A series of prospective studies provide consistent data documenting that mild elevation of baseline levels of CRP among apparently healthy individuals is associated with higher long-term risk for future cardiovascular events. This predictive capacity of CRP is independent of traditional cardiovascular risk factors and offers a prognostic advantage over measurement of lipid alone. Inflammatory markers, specifically hsCRP, may help to identify those who would benefit most from these pharmacological intervention.

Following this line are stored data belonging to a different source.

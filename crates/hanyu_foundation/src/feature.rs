//! Grammatical features attached to tree nodes.
//!
//! Every node carries a [`FeatureSet`]: a persistent map from a closed set of
//! [`Feature`] keys to [`FeatureValue`]s. Absence of a key means "unset".
//! Typed getters treat a value of the wrong variant as absent, so a
//! malformed tree degrades to default behaviour instead of failing.

use std::fmt;

use im::OrdMap;

use crate::node::NodeId;

/// Grammatical tense.
#[derive(Copy, Clone, Debug, Eq, PartialEq, Hash, PartialOrd, Ord)]
#[cfg_attr(feature = "serde", derive(serde::Serialize, serde::Deserialize))]
pub enum Tense {
    /// Past tense.
    Past,
    /// Present tense.
    Present,
    /// Future tense.
    Future,
}

/// Verb form.
#[derive(Copy, Clone, Debug, Eq, PartialEq, Hash, PartialOrd, Ord)]
#[cfg_attr(feature = "serde", derive(serde::Serialize, serde::Deserialize))]
pub enum Form {
    /// Finite form.
    Normal,
    /// Imperative.
    Imperative,
    /// Infinitive.
    Infinitive,
    /// Bare infinitive.
    BareInfinitive,
    /// Gerund.
    Gerund,
    /// Past participle.
    PastParticiple,
    /// Present participle.
    PresentParticiple,
}

/// Grammatical person.
#[derive(Copy, Clone, Debug, Eq, PartialEq, Hash, PartialOrd, Ord)]
#[cfg_attr(feature = "serde", derive(serde::Serialize, serde::Deserialize))]
pub enum Person {
    /// Speaker.
    First,
    /// Addressee.
    Second,
    /// Anyone else.
    Third,
}

/// Grammatical number.
#[derive(Copy, Clone, Debug, Eq, PartialEq, Hash, PartialOrd, Ord)]
#[cfg_attr(feature = "serde", derive(serde::Serialize, serde::Deserialize))]
pub enum Number {
    /// Singular.
    Singular,
    /// Plural.
    Plural,
    /// Either.
    Both,
}

/// Grammatical gender.
#[derive(Copy, Clone, Debug, Eq, PartialEq, Hash, PartialOrd, Ord)]
#[cfg_attr(feature = "serde", derive(serde::Serialize, serde::Deserialize))]
pub enum Gender {
    /// Masculine.
    Masculine,
    /// Feminine.
    Feminine,
    /// Neuter (the default).
    Neuter,
    /// A group of mixed gender.
    Mixed,
}

/// Grammatical role of a constituent inside its parent.
#[derive(Copy, Clone, Debug, Eq, PartialEq, Hash, PartialOrd, Ord)]
#[cfg_attr(feature = "serde", derive(serde::Serialize, serde::Deserialize))]
#[allow(missing_docs)]
pub enum DiscourseFunction {
    Subject,
    Object,
    IndirectObject,
    Complement,
    PreModifier,
    PostModifier,
    FrontModifier,
    Specifier,
    Head,
    Conjunction,
    CuePhrase,
    Complementiser,
    Auxiliary,
    VerbPhrase,
}

/// Kind of question a clause asks.
#[derive(Copy, Clone, Debug, Eq, PartialEq, Hash, PartialOrd, Ord)]
#[cfg_attr(feature = "serde", derive(serde::Serialize, serde::Deserialize))]
#[allow(missing_docs)]
pub enum InterrogativeType {
    YesNo,
    Why,
    How,
    HowPredicate,
    HowManySubject,
    HowManyObject,
    WhoSubject,
    WhoObject,
    WhoIndirectObject,
    WhatSubject,
    WhatObject,
    WhichSubject,
    WhichObject,
    WhereSubject,
    WhereObject,
    WhenSubject,
    WhenObject,
}

impl InterrogativeType {
    /// Every interrogative type, for exhaustive iteration in tests.
    pub const ALL: [Self; 17] = [
        Self::YesNo,
        Self::Why,
        Self::How,
        Self::HowPredicate,
        Self::HowManySubject,
        Self::HowManyObject,
        Self::WhoSubject,
        Self::WhoObject,
        Self::WhoIndirectObject,
        Self::WhatSubject,
        Self::WhatObject,
        Self::WhichSubject,
        Self::WhichObject,
        Self::WhereSubject,
        Self::WhereObject,
        Self::WhenSubject,
        Self::WhenObject,
    ];

    /// The interrogative word substituted or inserted for this question
    /// type, or `None` for yes/no questions.
    #[must_use]
    pub fn wh_word(self) -> Option<&'static str> {
        match self {
            Self::YesNo => None,
            Self::Why => Some("为什么"),
            Self::How | Self::HowPredicate => Some("怎么"),
            Self::HowManySubject | Self::HowManyObject => Some("多少"),
            Self::WhoSubject | Self::WhoObject | Self::WhoIndirectObject => Some("谁"),
            Self::WhatSubject | Self::WhatObject => Some("什么"),
            Self::WhichSubject | Self::WhichObject => Some("哪个"),
            Self::WhereSubject | Self::WhereObject => Some("哪里"),
            Self::WhenSubject | Self::WhenObject => Some("什么 时候"),
        }
    }

    /// Returns true if the interrogative word takes the object position.
    #[must_use]
    pub fn is_object(self) -> bool {
        matches!(
            self,
            Self::WhoObject
                | Self::WhatObject
                | Self::WhichObject
                | Self::WhereObject
                | Self::WhenObject
                | Self::HowManyObject
        )
    }
}

/// Whether a clause is a main clause or embedded.
#[derive(Copy, Clone, Debug, Eq, PartialEq, Hash, PartialOrd, Ord)]
#[cfg_attr(feature = "serde", derive(serde::Serialize, serde::Deserialize))]
pub enum ClauseStatus {
    /// Main clause.
    Matrix,
    /// Embedded clause.
    Subordinate,
}

/// Feature keys.
#[derive(Copy, Clone, Debug, Eq, PartialEq, Hash, PartialOrd, Ord)]
#[cfg_attr(feature = "serde", derive(serde::Serialize, serde::Deserialize))]
pub enum Feature {
    // Verbal features
    /// [`Tense`] of a verb or clause.
    Tense,
    /// [`Form`] of a verb or clause.
    Form,
    /// Perfect aspect.
    Perfect,
    /// Progressive aspect.
    Progressive,
    /// Passive voice (被).
    Passive,
    /// Ba construction (把).
    Ba,
    /// Negated polarity.
    Negated,
    /// Overrides the default negation word (e.g. 没).
    NegationWord,
    /// Modal verb text.
    Modal,
    /// Suppresses the modal.
    IgnoreModal,
    /// Whether auxiliaries are realised (default true).
    RealiseAuxiliary,
    /// Coordinated verb phrases share the first child's auxiliaries.
    AggregateAuxiliary,
    /// Verb particle, as text or a node.
    Particle,

    // Agreement
    /// [`Person`].
    Person,
    /// [`Number`].
    Number,
    /// [`Gender`].
    Gender,

    // Structure
    /// [`DiscourseFunction`] of a constituent.
    DiscourseFunction,
    /// [`InterrogativeType`] of a clause.
    InterrogativeType,
    /// [`ClauseStatus`] of a clause.
    ClauseStatus,
    /// Complementiser node of a subordinate clause.
    Complementiser,
    /// Cue phrase node of a clause.
    CuePhrase,
    /// Suppresses the complementiser.
    SuppressedComplementiser,
    /// Keeps gerund subjects out of the possessive.
    SuppressGenitiveInGerund,
    /// Coordination raises identical specifiers onto its first child.
    RaiseSpecifier,
    /// Specifiers were raised onto an earlier sibling.
    Raised,

    // Nominal flags
    /// Realise the phrase as a pronoun.
    Pronominal,
    /// Possessive.
    Possessive,
    /// Reflexive pronoun.
    Reflexive,
    /// Renders no surface text.
    Elided,
    /// Followed by a linking particle.
    Associative,
    /// Preceded by a linking particle.
    PreAssociative,
    /// Locative noun phrase or localiser word.
    Locative,
    /// In topic position.
    Topic,
    /// Accepts the plural marker 们.
    PluralMarker,
    /// Proper name.
    Proper,
    /// Never takes a linking particle.
    NoLinkingParticle,
    /// Adjective cannot be used predicatively.
    NonPredicate,
    /// Acronym.
    Acronym,
    /// Bypasses morphology.
    NonMorph,
}

impl Feature {
    /// Returns true for features that a clause stores on its verb phrase.
    #[must_use]
    pub fn is_verbal(self) -> bool {
        matches!(
            self,
            Self::Tense
                | Self::Form
                | Self::Perfect
                | Self::Progressive
                | Self::Passive
                | Self::Ba
                | Self::Negated
                | Self::NegationWord
                | Self::Modal
                | Self::RealiseAuxiliary
                | Self::Person
                | Self::Number
                | Self::InterrogativeType
        )
    }
}

/// A feature value.
#[derive(Clone, Debug, Eq, PartialEq, Hash)]
#[cfg_attr(feature = "serde", derive(serde::Serialize, serde::Deserialize))]
#[allow(missing_docs)]
pub enum FeatureValue {
    Bool(bool),
    Tense(Tense),
    Form(Form),
    Person(Person),
    Number(Number),
    Gender(Gender),
    Function(DiscourseFunction),
    Interrogative(InterrogativeType),
    ClauseStatus(ClauseStatus),
    Text(String),
    Node(NodeId),
}

macro_rules! impl_from_value {
    ($($ty:ty => $variant:ident),* $(,)?) => {
        $(
            impl From<$ty> for FeatureValue {
                fn from(value: $ty) -> Self {
                    Self::$variant(value)
                }
            }
        )*
    };
}

impl_from_value! {
    bool => Bool,
    Tense => Tense,
    Form => Form,
    Person => Person,
    Number => Number,
    Gender => Gender,
    DiscourseFunction => Function,
    InterrogativeType => Interrogative,
    ClauseStatus => ClauseStatus,
    String => Text,
    NodeId => Node,
}

impl From<&str> for FeatureValue {
    fn from(value: &str) -> Self {
        Self::Text(value.to_string())
    }
}

impl fmt::Display for FeatureValue {
    fn fmt(&self, f: &mut fmt::Formatter<'_>) -> fmt::Result {
        match self {
            Self::Bool(b) => write!(f, "{b}"),
            Self::Tense(v) => write!(f, "{v:?}"),
            Self::Form(v) => write!(f, "{v:?}"),
            Self::Person(v) => write!(f, "{v:?}"),
            Self::Number(v) => write!(f, "{v:?}"),
            Self::Gender(v) => write!(f, "{v:?}"),
            Self::Function(v) => write!(f, "{v:?}"),
            Self::Interrogative(v) => write!(f, "{v:?}"),
            Self::ClauseStatus(v) => write!(f, "{v:?}"),
            Self::Text(s) => write!(f, "{s:?}"),
            Self::Node(id) => write!(f, "{id}"),
        }
    }
}

/// A persistent map of features.
///
/// Cloning is O(1) and shares structure, which keeps tree forks cheap.
#[derive(Clone, Debug, Default, PartialEq, Eq)]
#[cfg_attr(feature = "serde", derive(serde::Serialize, serde::Deserialize))]
pub struct FeatureSet {
    values: OrdMap<Feature, FeatureValue>,
}

macro_rules! typed_getter {
    ($(#[$meta:meta])* $name:ident, $key:ident, $variant:ident, $ty:ty) => {
        $(#[$meta])*
        #[must_use]
        pub fn $name(&self) -> Option<$ty> {
            match self.values.get(&Feature::$key) {
                Some(FeatureValue::$variant(v)) => Some(*v),
                _ => None,
            }
        }
    };
}

impl FeatureSet {
    /// Creates an empty feature set.
    #[must_use]
    pub fn new() -> Self {
        Self::default()
    }

    /// Sets a feature, returning the updated set.
    #[must_use]
    pub fn with(mut self, key: Feature, value: impl Into<FeatureValue>) -> Self {
        self.set(key, value);
        self
    }

    /// Sets a feature.
    pub fn set(&mut self, key: Feature, value: impl Into<FeatureValue>) {
        self.values.insert(key, value.into());
    }

    /// Sets a feature, or removes it when `value` is `None`.
    pub fn set_opt<V: Into<FeatureValue>>(&mut self, key: Feature, value: Option<V>) {
        match value {
            Some(v) => self.set(key, v),
            None => self.remove(key),
        }
    }

    /// Removes a feature.
    pub fn remove(&mut self, key: Feature) {
        self.values.remove(&key);
    }

    /// Returns the raw value of a feature.
    #[must_use]
    pub fn get(&self, key: Feature) -> Option<&FeatureValue> {
        self.values.get(&key)
    }

    /// Returns true if the feature is set, whatever its value.
    #[must_use]
    pub fn has(&self, key: Feature) -> bool {
        self.values.contains_key(&key)
    }

    /// Returns a boolean feature, `false` if unset or not a boolean.
    #[must_use]
    pub fn flag(&self, key: Feature) -> bool {
        matches!(self.values.get(&key), Some(FeatureValue::Bool(true)))
    }

    /// Returns a boolean feature only if it is explicitly set.
    #[must_use]
    pub fn explicit_flag(&self, key: Feature) -> Option<bool> {
        match self.values.get(&key) {
            Some(FeatureValue::Bool(b)) => Some(*b),
            _ => None,
        }
    }

    /// Returns a text feature.
    #[must_use]
    pub fn text(&self, key: Feature) -> Option<&str> {
        match self.values.get(&key) {
            Some(FeatureValue::Text(s)) => Some(s.as_str()),
            _ => None,
        }
    }

    /// Returns a node-valued feature.
    #[must_use]
    pub fn node(&self, key: Feature) -> Option<NodeId> {
        match self.values.get(&key) {
            Some(FeatureValue::Node(id)) => Some(*id),
            _ => None,
        }
    }

    typed_getter!(
        /// Returns the tense.
        tense, Tense, Tense, Tense
    );
    typed_getter!(
        /// Returns the verb form.
        form, Form, Form, Form
    );
    typed_getter!(
        /// Returns the person.
        person, Person, Person, Person
    );
    typed_getter!(
        /// Returns the number.
        number, Number, Number, Number
    );
    typed_getter!(
        /// Returns the gender.
        gender, Gender, Gender, Gender
    );
    typed_getter!(
        /// Returns the discourse function.
        function, DiscourseFunction, Function, DiscourseFunction
    );
    typed_getter!(
        /// Returns the interrogative type.
        interrogative, InterrogativeType, Interrogative, InterrogativeType
    );
    typed_getter!(
        /// Returns the clause status.
        clause_status, ClauseStatus, ClauseStatus, ClauseStatus
    );

    /// Returns true if the number is plural.
    #[must_use]
    pub fn is_plural(&self) -> bool {
        self.number() == Some(Number::Plural)
    }

    /// Copies one feature from another set, removing it here if the other
    /// set does not have it.
    pub fn copy_from(&mut self, other: &Self, key: Feature) {
        match other.get(key) {
            Some(value) => self.set(key, value.clone()),
            None => self.remove(key),
        }
    }

    /// Overlays every feature of `other` onto this set.
    pub fn merge(&mut self, other: &Self) {
        for (key, value) in &other.values {
            self.values.insert(*key, value.clone());
        }
    }

    /// Iterates over all features in key order.
    pub fn iter(&self) -> impl Iterator<Item = (Feature, &FeatureValue)> {
        self.values.iter().map(|(k, v)| (*k, v))
    }

    /// Returns the number of features set.
    #[must_use]
    pub fn len(&self) -> usize {
        self.values.len()
    }

    /// Returns true if no feature is set.
    #[must_use]
    pub fn is_empty(&self) -> bool {
        self.values.is_empty()
    }
}

impl FromIterator<(Feature, FeatureValue)> for FeatureSet {
    fn from_iter<I: IntoIterator<Item = (Feature, FeatureValue)>>(iter: I) -> Self {
        Self {
            values: iter.into_iter().collect(),
        }
    }
}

This test should not be used for assessment of acute inflammation. For acute inflammation normal CRP can be measured (cat.# HK358). This ELISA can for example be used to evaluate Cardiovascular Disease (CVD) risk in apparently healthy individuals who have not had recent infection or other serious illness. CRP values which are <1.0 mg/L indicate a low risk for CVD, 1.0-2.9 mg/L an intermediate risk for CVD and >3.0 mg/L a high risk for CVD. The standards in this kit have been calibrated against the NIBSC 1st International Standard, 85/506.
The human hsCRP ELISA kit is to be used for the in vitro quantitative determination of human high sensitive CRP in serum and plasma.
The human hsCRP ELISA is a ready-to-use solid-phase enzyme-linked immunosorbent assay based on the sandwich principle with a working time of 1 hour and 10 minutes. The efficient format of a plate with disposable single breakable wells allows free choice of batch size for the assay. Samples and standards are incubated in microtiter wells coated with antibodies recognizing human hsCRP. Peroxidase conjugated antibody will bind to the captured human hsCRP. Peroxidase conjugated antibody will react with the substrate, tetramethylbenzidine (TMB). The enzyme reaction is stopped by the addition of Sulfuric acid. The absorbance at 450 nm is measured with a spectrophotometer. A standard curve is obtained by plotting the absorbance (linear) versus the corresponding concentrations of the human hsCRP standards (log). The human hsCRP concentration of samples, which are run concurrently with the standards, can be determined from the standard curve.